__Task prompt__: Among the lines below, return each one that contains the word "already".
=== Section Start ===
//! Checks a book must pass before it is written.
//!
//! Field checks run first and stop the evaluation; once they pass, both
//! record-level checks always run so a caller sees every conflict at once.

use std::ops::RangeInclusive;

use async_trait::async_trait;
use libris_db::{StoreError, StoreResult};
use libris_http::AppError;
use libris_kernel::ValidationErrors;
use thiserror::Error;

use super::models::{BookCandidate, BookType};

pub const YEAR_RANGE: RangeInclusive<i64> = 1000..=9999;
pub const YEAR_OUT_OF_RANGE: &str = "Year must be between 1000 and 9999.";
pub const DUPLICATE_BOOK: &str =
    "A book with this title, author, year and publisher already exists.";
pub const DUPLICATE_EDITION: &str =
    "This edition of the textbook already exists. Change the year to register a new edition.";

pub fn unknown_author(author: i64) -> String {
    format!("Invalid pk \"{author}\" - object does not exist.")
}

/// Read access the policy needs from the store.
#[async_trait]
pub trait BookLookup: Send + Sync {
    async fn author_exists(&self, author: i64) -> StoreResult<bool>;

    /// Ids of other books sharing title, author, year and publisher.
    async fn same_natural_key(
        &self,
        candidate: &BookCandidate,
        exclude: Option<i64>,
    ) -> StoreResult<Vec<i64>>;

    /// Years of other textbooks sharing title, author and publisher.
    async fn textbook_edition_years(
        &self,
        candidate: &BookCandidate,
        exclude: Option<i64>,
    ) -> StoreResult<Vec<i64>>;
}

#[derive(Debug, Error)]
pub enum PolicyError {
    #[error(transparent)]
    Rejected(ValidationErrors),

    #[error(transparent)]
    Store(#[from] StoreError),
}

impl From<PolicyError> for AppError {
    fn from(err: PolicyError) -> Self {
        match err {
            PolicyError::Rejected(errors) => errors.into(),
            PolicyError::Store(err) => err.into(),
        }
    }
}

pub fn check_year(year: i64) -> Result<(), &'static str> {
    if YEAR_RANGE.contains(&year) {
        Ok(())
    } else {
        Err(YEAR_OUT_OF_RANGE)
    }
}

/// Evaluate `candidate` against the store. `exclude` is the id of the book
/// being updated, if any.
pub async fn evaluate<L>(
    lookup: &L,
    candidate: &BookCandidate,
    exclude: Option<i64>,
) -> Result<(), PolicyError>
where
    L: BookLookup + ?Sized,
{
    let mut errors = ValidationErrors::new();

    if let Err(message) = check_year(candidate.year) {
        errors.add_field("year", message);
    }
    if !lookup.author_exists(candidate.author).await? {
        errors.add_field("author", unknown_author(candidate.author));
    }
    if !errors.is_empty() {
        return Err(PolicyError::Rejected(errors));
    }

    if !lookup.same_natural_key(candidate, exclude).await?.is_empty() {
        errors.add_non_field(DUPLICATE_BOOK);
    }
    if candidate.book_type == BookType::Textbook
        && lookup
            .textbook_edition_years(candidate, exclude)
            .await?
            .contains(&candidate.year)
    {
        errors.add_non_field(DUPLICATE_EDITION);
    }

    if !errors.is_empty() {
        tracing::debug!(title = %candidate.title, %errors, "book rejected by policy");
    }
    errors.into_result().map_err(PolicyError::Rejected)
}
use std::collections::HashMap;

use libris_db::{Database, StoreError, StoreResult};

use super::models::{Author, AuthorFields, BookSummary};

#[derive(sqlx::FromRow)]
struct AuthorRow {
    id: i64,
    name: String,
    biography: String,
}

#[derive(sqlx::FromRow)]
struct OwnedSummary {
    author_id: i64,
    id: i64,
    title: String,
}

/// Author table access.
#[derive(Debug, Clone)]
pub struct AuthorRepository {
    db: Database,
}

impl AuthorRepository {
    pub fn new(db: Database) -> Self {
        Self { db }
    }

    /// All authors ordered by name, each with their books.
    pub async fn list(&self) -> StoreResult<Vec<Author>> {
        let rows: Vec<AuthorRow> =
            sqlx::query_as("SELECT id, name, biography FROM author ORDER BY name, id")
                .fetch_all(self.db.pool())
                .await?;

        let summaries: Vec<OwnedSummary> =
            sqlx::query_as("SELECT author_id, id, title FROM book ORDER BY title, year, id")
                .fetch_all(self.db.pool())
                .await?;
        let mut books: HashMap<i64, Vec<BookSummary>> = HashMap::new();
        for s in summaries {
            books.entry(s.author_id).or_default().push(BookSummary {
                id: s.id,
                title: s.title,
            });
        }

        Ok(rows
            .into_iter()
            .map(|row| {
                let books = books.remove(&row.id).unwrap_or_default();
                into_author(row, books)
            })
            .collect())
    }

    pub async fn get(&self, id: i64) -> StoreResult<Author> {
        let row: AuthorRow = sqlx::query_as("SELECT id, name, biography FROM author WHERE id = ?")
            .bind(id)
            .fetch_optional(self.db.pool())
            .await?
            .ok_or_else(|| StoreError::not_found("author", id))?;

        let books: Vec<BookSummary> =
            sqlx::query_as("SELECT id, title FROM book WHERE author_id = ? ORDER BY title, year, id")
                .bind(id)
                .fetch_all(self.db.pool())
                .await?;

        Ok(into_author(row, books))
    }

    /// Whether another author already uses `name`.
    pub async fn name_taken(&self, name: &str, exclude: Option<i64>) -> StoreResult<bool> {
        let found: Option<i64> =
            sqlx::query_scalar("SELECT id FROM author WHERE name = ? AND id != ? LIMIT 1")
                .bind(name)
                .bind(exclude.unwrap_or(0))
                .fetch_optional(self.db.pool())
                .await?;
        Ok(found.is_some())
    }

    pub async fn insert(&self, fields: &AuthorFields) -> StoreResult<i64> {
        let result = sqlx::query("INSERT INTO author (name, biography) VALUES (?, ?)")
            .bind(&fields.name)
            .bind(&fields.biography)
            .execute(self.db.pool())
            .await?;
        Ok(result.last_insert_rowid())
    }

    pub async fn update(&self, id: i64, fields: &AuthorFields) -> StoreResult<()> {
        let result = sqlx::query("UPDATE author SET name = ?, biography = ? WHERE id = ?")
            .bind(&fields.name)
            .bind(&fields.biography)
            .bind(id)
            .execute(self.db.pool())
            .await?;
        if result.rows_affected() == 0 {
            return Err(StoreError::not_found("author", id));
        }
        Ok(())
    }

    /// Delete the author; the foreign key cascades to their books.
    pub async fn delete(&self, id: i64) -> StoreResult<()> {
        let result = sqlx::query("DELETE FROM author WHERE id = ?")
            .bind(id)
            .execute(self.db.pool())
            .await?;
        if result.rows_affected() == 0 {
            return Err(StoreError::not_found("author", id));
        }
        Ok(())
    }
}

fn into_author(row: AuthorRow, books: Vec<BookSummary>) -> Author {
    Author {
        id: row.id,
        name: row.name,
        biography: row.biography,
        books,
    }
}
=== Section End ===
__Task solution__:
    "A book with this title, author, year and publisher already exists.";
    "This edition of the textbook already exists. Change the year to register a new edition.";
    /// Whether another author already uses `name`.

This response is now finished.